Hugh Hefner is undoubtedly a leader in the publishing industry, adored by women and admired by legions of men who idolize his hedonistic lifestyle and success. Although in the last decade his net worth and empire have taken a major hit, (according to Celebrity Net Worth, Hefner is worth $43 million from a one time high of $200 million due to Playboy’s stock losing 80% of its value and a costly divorce). He is still an icon of American success.
Hef’s Early Years
Hugh Marston Hefner was born on April 9, 1926 in Chicago, Illinois. He was a child prodigy, with a 152 I.Q. He aced grammar school and was constantly getting in trouble for drawing in class. Hefner started publishing at ten years old, when he created “The Pepper,” a neighborhood newspaper of news and cartoons. At 17, he enlisted in the Army, first serving as an infantryman and then as a company clerk. While attending the University of Illinois, he started “The Shaft,” a college magazine to which he contributed cartoons and articles. He tried to make a living as a freelance cartoonist, creating detective character “Gene Fantas, Psycho-Investigator,” but he was unsuccessful. Hefner always dreamed of starting a magazine of his own. In 1950, he landed a job at Publisher’s Development Corporation as a sales promotion manager. At PDC, he set himself the task of learning everything that one needed to know on the business of selling magazines.
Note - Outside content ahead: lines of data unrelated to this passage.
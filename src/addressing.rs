//! Operand resolution for the 6502 addressing modes.
//!
//! Zero-page modes wrap their index arithmetic at 8 bits and never leave page 0.
//! Absolute modes wrap at 16 bits.
use super::*;
use memory::Memory;

/// All the 6502 addressing modes.
#[derive(Clone, Copy, PartialEq, Eq, Debug)]
pub enum AddressingMode {
    /// no operand; the opcode is the whole instruction
    Implied,
    /// #$nn
    Immediate,
    /// $nn
    ZeroPage,
    /// $nn,X
    ZeroPageX,
    /// $nn,Y
    ZeroPageY,
    /// ($nn,X)
    IndexedIndirectX,
    /// ($nn),Y
    IndirectIndexedY,
    /// $nnnn
    Absolute,
    /// $nnnn,X
    AbsoluteX,
    /// $nnnn,Y
    AbsoluteY,
    /// ($nnnn) -- JMP only
    Indirect,
    /// signed displacement from the address of the next instruction
    Relative,
    /// A
    Accumulator,
}

impl AddressingMode {
    /// Number of bytes that follow the opcode.
    pub fn operand_size(&self) -> u16 {
        use AddressingMode::*;
        match self {
            Implied | Accumulator => 0,
            Immediate | ZeroPage | ZeroPageX | ZeroPageY | IndexedIndirectX | IndirectIndexedY | Relative => 1,
            Absolute | AbsoluteX | AbsoluteY | Indirect => 2,
        }
    }
}

/// Where a read-modify-write instruction puts its result.
#[derive(Clone, Copy, PartialEq, Eq, Debug)]
pub enum Target {
    /// implied, immediate and relative operands have nowhere to write back to
    None,
    Accumulator,
    Memory(u16),
}

impl Target {
    pub fn address(&self) -> Option<u16> {
        match self {
            Target::Memory(addr) => Some(*addr),
            _ => None,
        }
    }
}

/// The result of resolving an instruction's operand.
#[derive(Clone, Debug, PartialEq, Eq)]
pub struct Operand {
    /// the byte the instruction operates on: memory at the effective address, the immediate
    /// byte, the accumulator, or the raw displacement for branches
    pub value: u8,
    /// write-back destination (and effective address for memory modes)
    pub target: Target,
    /// the human readable operand
    pub text: String,
}

/// Resolves the operand of the instruction whose opcode sits at reg.pc.
/// Reads memory but never writes it, so resolution can be repeated freely.
pub fn resolve(reg: &registers::Set, mem: &Memory, mode: AddressingMode) -> Operand {
    use AddressingMode::*;
    let arg = mem.read_u8(reg.pc.wrapping_add(1));
    let word = mem.read_u16(reg.pc.wrapping_add(1));
    let (target, text) = match mode {
        Implied => (Target::None, String::new()),
        Accumulator => (Target::Accumulator, String::from("A")),
        Immediate => (Target::None, format!("#${:02X}", arg)),
        Relative => {
            let dest = reg
                .pc
                .wrapping_add(1 + mode.operand_size())
                .wrapping_add(arg as i8 as u16);
            (Target::None, format!("${:04X}", dest))
        }
        ZeroPage => (Target::Memory(arg as u16), format!("${:02X}", arg)),
        ZeroPageX => (Target::Memory(arg.wrapping_add(reg.x) as u16), format!("${:02X},X", arg)),
        ZeroPageY => (Target::Memory(arg.wrapping_add(reg.y) as u16), format!("${:02X},Y", arg)),
        IndexedIndirectX => {
            let ptr = mem.read_u16_zp(arg.wrapping_add(reg.x));
            (Target::Memory(ptr), format!("(${:02X},X)", arg))
        }
        IndirectIndexedY => {
            let ptr = mem.read_u16_zp(arg).wrapping_add(reg.y as u16);
            (Target::Memory(ptr), format!("(${:02X}),Y", arg))
        }
        Absolute => (Target::Memory(word), format!("${:04X}", word)),
        AbsoluteX => (Target::Memory(word.wrapping_add(reg.x as u16)), format!("${:04X},X", word)),
        AbsoluteY => (Target::Memory(word.wrapping_add(reg.y as u16)), format!("${:04X},Y", word)),
        Indirect => (Target::Memory(mem.read_u16_page_wrap(word)), format!("(${:04X})", word)),
    };
    let value = match target {
        Target::Memory(addr) => mem.read_u8(addr),
        Target::Accumulator => reg.a,
        Target::None if mode == Implied => 0,
        Target::None => arg,
    };
    Operand { value, target, text }
}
Building the Playboy Empire
Hef fashioned himself as an entrepreneur, and wouldn’t be happy until he was doing a magazine of his own. He gathered notes, sketches, and rough layouts. With a mere $600 and a relentless drive to succeed, Hefner created his corporation, HMH Publishing Company. He attained the right to pose Marilyn Monroe nude from John Baumgarth, a producer of a pin-up calendar, and was confident that her iconic beauty would attract enough men to buy the first issue.
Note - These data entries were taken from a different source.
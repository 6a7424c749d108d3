//! Post-run criteria enable automated checking of a program by the 6502 simulator.
//!
//! Each criterion (passed with `--expect`) is an assertion of the form:
//! ```text
//! <lhs>=<rhs>
//! ```
//! where:
//! ```text
//! lhs := register | flag | address
//! rhs := constant | address
//! register := a | x | y | sp | pc | p
//! flag := n | v | b | d | i | z | c
//! constant := '#' ( '$' hex | '%' binary | decimal )
//! address := '$' hex
//! ```
//!
//! Bit-width rules:
//!
//!| LHS | Result |
//!| --- | --- |
//!| 8-bit register | 8-bit comparison with the constant or the byte at the rhs address |
//!| PC | 16-bit comparison with the constant or the word at the rhs address |
//!| flag | 0 or 1 compared with the constant or the byte at the rhs address |
//!| address | byte comparison, or word comparison when the constant doesn't fit in a byte |
//!
//! Examples:
//! - `a=#$55` Passes if register A contains the value 55 hex when the program is done
//! - `$0100=$0101` Passes if address 100 (hex) holds the same byte as address 101
//! - `c=#1` Passes if the carry flag is set
//! - `$0200=#%10000001` Passes if the byte at $0200 equals 81 hex
//! - `$0300=#$1234` Passes if the word at $0300 (little-endian) equals 1234 hex
use super::*;
use lazy_static::lazy_static;
use registers::{Flag, Name};
use regex::Regex;

lazy_static! {
    static ref RE_CRITERION: Regex = Regex::new(r"^\s*([^=\s]+)\s*=\s*([^=\s]+)\s*$").unwrap();
    static ref RE_REGISTER: Regex = Regex::new(r"(?i)^(a|x|y|sp|s|pc|p)$").unwrap();
    static ref RE_FLAG: Regex = Regex::new(r"(?i)^([nvbdizc])$").unwrap();
    static ref RE_ADDR: Regex = Regex::new(r"(?i)^\$([0-9a-f]{1,4})$").unwrap();
    static ref RE_CONST: Regex = Regex::new(r"(?i)^#(?:\$([0-9a-f]{1,4})|%([01]{1,16})|([0-9]{1,5}))$").unwrap();
}

#[derive(Debug, Clone, Copy, PartialEq, Eq)]
pub enum Lhs {
    Reg(Name),
    Flag(Flag),
    Addr(u16),
}
impl fmt::Display for Lhs {
    fn fmt(&self, f: &mut fmt::Formatter) -> fmt::Result {
        match self {
            Lhs::Reg(r) => write!(f, "{}", r.to_str()),
            Lhs::Flag(flag) => write!(f, "{}", flag.info().short),
            Lhs::Addr(a) => write!(f, "${:04X}", a),
        }
    }
}
#[derive(Debug, Clone, Copy, PartialEq, Eq)]
pub enum Rhs {
    Addr(u16),
    Val(u16),
}
impl fmt::Display for Rhs {
    fn fmt(&self, f: &mut fmt::Formatter) -> fmt::Result {
        match self {
            Rhs::Addr(a) => write!(f, "${:04X}", a),
            Rhs::Val(v) => write!(f, "#${:02X}", v),
        }
    }
}

#[derive(Debug)]
pub struct Criterion {
    pub src: String, // the assertion as the user wrote it
    pub lhs: Lhs,
    pub rhs: Rhs,
}
impl Criterion {
    pub fn parse(src: &str) -> Result<Criterion, Error> {
        let caps = RE_CRITERION
            .captures(src)
            .ok_or_else(|| test_err!(None, "Malformed criterion \"{}\" (expected lhs=rhs)", src))?;
        let (lhs_src, rhs_src) = (&caps[1], &caps[2]);

        let lhs = if RE_REGISTER.is_match(lhs_src) {
            Lhs::Reg(Name::from_str(lhs_src))
        } else if let Some(c) = RE_FLAG.captures(lhs_src) {
            let flag = c[1]
                .chars()
                .next()
                .and_then(Flag::from_char)
                .ok_or_else(|| test_err!(None, "Invalid flag \"{}\" in criterion", lhs_src))?;
            Lhs::Flag(flag)
        } else if let Some(c) = RE_ADDR.captures(lhs_src) {
            Lhs::Addr(parse_num(&c[1], 16, src)?)
        } else {
            return Err(test_err!(None, "Invalid LHS \"{}\" in criterion \"{}\"", lhs_src, src));
        };

        let rhs = if let Some(c) = RE_CONST.captures(rhs_src) {
            let val = if let Some(hex) = c.get(1) {
                parse_num(hex.as_str(), 16, src)?
            } else if let Some(bin) = c.get(2) {
                parse_num(bin.as_str(), 2, src)?
            } else {
                parse_num(&c[3], 10, src)?
            };
            Rhs::Val(val)
        } else if let Some(c) = RE_ADDR.captures(rhs_src) {
            Rhs::Addr(parse_num(&c[1], 16, src)?)
        } else {
            return Err(test_err!(None, "Invalid RHS \"{}\" in criterion \"{}\"", rhs_src, src));
        };

        Ok(Criterion {
            src: src.trim().to_string(),
            lhs,
            rhs,
        })
    }
    pub fn eval(&self, core: &Core) -> Result<(), Error> {
        let (lhs_val, size) = match self.lhs {
            Lhs::Reg(reg) => (core.reg.get_register(reg), registers::reg_size(reg)),
            Lhs::Flag(flag) => (core.reg.p.is_set(flag) as u16, 1),
            Lhs::Addr(addr) => {
                let size = match self.rhs {
                    Rhs::Val(v) if v > 0xff => 2,
                    _ => 1,
                };
                (read_sized(core, addr, size), size)
            }
        };
        let rhs_val = match self.rhs {
            Rhs::Addr(addr) => read_sized(core, addr, size),
            Rhs::Val(v) => v,
        };
        if lhs_val == rhs_val {
            Ok(())
        } else {
            Err(test_err!(
                Some(core.reg),
                "{} (${:02X}) != {} (${:02X})",
                self.lhs,
                lhs_val,
                self.rhs,
                rhs_val
            ))
        }
    }
}
impl fmt::Display for Criterion {
    fn fmt(&self, f: &mut fmt::Formatter) -> fmt::Result {
        let actual = format!("({} = {})", self.lhs, self.rhs);
        write!(f, "{:20} {:16}", self.src, actual)
    }
}

fn parse_num(digits: &str, radix: u32, src: &str) -> Result<u16, Error> {
    u16::from_str_radix(digits, radix).map_err(|e| test_err!(None, "Bad number \"{}\" in criterion \"{}\": {}", digits, src, e))
}
fn read_sized(core: &Core, addr: u16, size: u16) -> u16 {
    if size == 2 {
        core.mem.read_u16(addr)
    } else {
        core.mem.read_u8(addr) as u16
    }
}

/// Parses every criterion up front so that typos are reported before the program runs.
pub fn parse_all(srcs: &[String]) -> Result<Vec<Criterion>, Error> { srcs.iter().map(|s| Criterion::parse(s)).collect() }

impl Core {
    /// Evaluates all criteria against the current machine state, printing PASS/FAIL for each.
    pub fn check_criteria(&self, criteria: &[Criterion]) -> Result<(), Error> {
        if criteria.is_empty() {
            return Ok(());
        }
        info!(
            "Validating {} criteri{}",
            criteria.len(),
            if criteria.len() == 1 { "on" } else { "a" }
        );
        let mut error_count = 0;
        for tc in criteria {
            print!("\t{} --> ", tc);
            match tc.eval(self) {
                Ok(_) => println!(green!("PASS")),
                Err(e) => {
                    error_count += 1;
                    println!(red!("FAIL {}"), e.msg)
                }
            }
        }
        if error_count == 0 {
            Ok(())
        } else {
            Err(Error {
                kind: ErrorKind::Test,
                ctx: None,
                msg: format!("Failed {error_count} criteria"),
            })
        }
    }
}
With the advice of Herbert Stamato, printer of That Toddlin Town, (a magazine that Hefner previously worked for) Hefner sold shares of HMH stock to raise the capital to fulfill the orders of newsstands who wanted the magazine. He got money from family and friends, then bought 18,000 shares at a penny a share, and sold them to whomever he could. In October 1953, the first issue of Playboy hit newsstands with Marilyn Monroe on the cover. In just two weeks, Playboy was selling strong.
The rest is history as the next four decades in Hugh Hefner’s life would be filled with beautiful women, radical success, wild parties, and much more. Hefner is still an inspiration to many budding entrepreneurs who are trying to build up successful businesses in the wake of the Great Recession.